[What this task involves]: The listing below holds a line with "pub type Lsn = u64;" and a line with "outside this crate;". Reproduce those two lines exactly, plus everything between them.

[Extracted entries]:
________________________________________
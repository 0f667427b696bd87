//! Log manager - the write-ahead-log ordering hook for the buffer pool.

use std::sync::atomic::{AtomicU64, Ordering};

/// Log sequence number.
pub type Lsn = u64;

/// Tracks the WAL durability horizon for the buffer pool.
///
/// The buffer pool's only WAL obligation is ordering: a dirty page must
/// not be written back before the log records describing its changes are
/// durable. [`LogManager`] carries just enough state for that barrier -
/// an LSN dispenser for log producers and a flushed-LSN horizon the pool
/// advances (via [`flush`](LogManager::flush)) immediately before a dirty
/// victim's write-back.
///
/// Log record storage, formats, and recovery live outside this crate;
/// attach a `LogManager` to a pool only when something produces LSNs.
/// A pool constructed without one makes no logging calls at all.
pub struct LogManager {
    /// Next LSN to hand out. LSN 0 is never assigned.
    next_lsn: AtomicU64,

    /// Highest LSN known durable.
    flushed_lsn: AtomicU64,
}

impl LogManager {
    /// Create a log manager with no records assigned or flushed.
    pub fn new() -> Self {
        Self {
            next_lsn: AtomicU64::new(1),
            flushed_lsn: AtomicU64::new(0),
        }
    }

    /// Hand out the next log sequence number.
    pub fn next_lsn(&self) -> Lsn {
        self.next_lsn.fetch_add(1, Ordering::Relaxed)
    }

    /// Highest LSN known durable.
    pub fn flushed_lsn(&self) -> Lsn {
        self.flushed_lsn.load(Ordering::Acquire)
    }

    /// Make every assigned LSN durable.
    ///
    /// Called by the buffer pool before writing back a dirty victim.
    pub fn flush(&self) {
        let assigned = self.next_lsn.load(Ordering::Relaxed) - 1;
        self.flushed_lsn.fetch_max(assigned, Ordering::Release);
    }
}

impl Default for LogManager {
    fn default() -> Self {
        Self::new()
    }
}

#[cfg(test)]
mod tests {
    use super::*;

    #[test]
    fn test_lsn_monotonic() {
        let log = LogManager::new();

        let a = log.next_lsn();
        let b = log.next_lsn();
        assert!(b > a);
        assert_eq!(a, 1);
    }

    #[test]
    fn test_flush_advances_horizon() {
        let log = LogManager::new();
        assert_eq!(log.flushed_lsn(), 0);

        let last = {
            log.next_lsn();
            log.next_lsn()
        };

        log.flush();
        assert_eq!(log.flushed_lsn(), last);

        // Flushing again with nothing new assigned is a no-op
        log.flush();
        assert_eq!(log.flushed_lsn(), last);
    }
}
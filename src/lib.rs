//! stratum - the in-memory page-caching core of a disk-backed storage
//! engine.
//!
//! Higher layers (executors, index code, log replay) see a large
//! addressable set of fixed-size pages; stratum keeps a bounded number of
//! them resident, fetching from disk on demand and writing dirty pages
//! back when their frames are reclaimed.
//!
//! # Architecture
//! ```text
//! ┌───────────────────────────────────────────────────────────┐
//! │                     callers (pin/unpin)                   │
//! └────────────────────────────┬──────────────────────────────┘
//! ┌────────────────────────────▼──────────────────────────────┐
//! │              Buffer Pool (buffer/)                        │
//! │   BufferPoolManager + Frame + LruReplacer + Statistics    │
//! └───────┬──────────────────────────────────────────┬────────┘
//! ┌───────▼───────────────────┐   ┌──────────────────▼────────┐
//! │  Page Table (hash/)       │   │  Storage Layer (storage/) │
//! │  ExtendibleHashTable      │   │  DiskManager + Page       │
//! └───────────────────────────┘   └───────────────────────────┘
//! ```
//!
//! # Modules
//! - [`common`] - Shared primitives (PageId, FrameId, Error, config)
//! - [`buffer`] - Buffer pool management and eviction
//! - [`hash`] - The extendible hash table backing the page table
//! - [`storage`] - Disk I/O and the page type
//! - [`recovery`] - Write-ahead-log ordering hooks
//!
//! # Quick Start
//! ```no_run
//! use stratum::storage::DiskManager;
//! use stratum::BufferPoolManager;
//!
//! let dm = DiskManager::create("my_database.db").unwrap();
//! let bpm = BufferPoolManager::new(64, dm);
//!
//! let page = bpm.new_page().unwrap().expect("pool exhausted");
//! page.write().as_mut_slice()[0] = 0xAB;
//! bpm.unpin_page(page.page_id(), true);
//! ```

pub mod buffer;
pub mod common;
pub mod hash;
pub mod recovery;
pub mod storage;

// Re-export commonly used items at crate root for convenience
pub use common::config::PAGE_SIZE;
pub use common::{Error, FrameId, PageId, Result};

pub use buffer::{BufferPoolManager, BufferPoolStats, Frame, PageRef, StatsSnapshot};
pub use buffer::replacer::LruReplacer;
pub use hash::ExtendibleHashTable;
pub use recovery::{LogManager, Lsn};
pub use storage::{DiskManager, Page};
________________________________________
[Task answer]:
pub type Lsn = u64;

/// Tracks the WAL durability horizon for the buffer pool.
///
/// The buffer pool's only WAL obligation is ordering: a dirty page must
/// not be written back before the log records describing its changes are
/// durable. [`LogManager`] carries just enough state for that barrier -
/// an LSN dispenser for log producers and a flushed-LSN horizon the pool
/// advances (via [`flush`](LogManager::flush)) immediately before a dirty
/// victim's write-back.
///
/// Log record storage, formats, and recovery live outside this crate;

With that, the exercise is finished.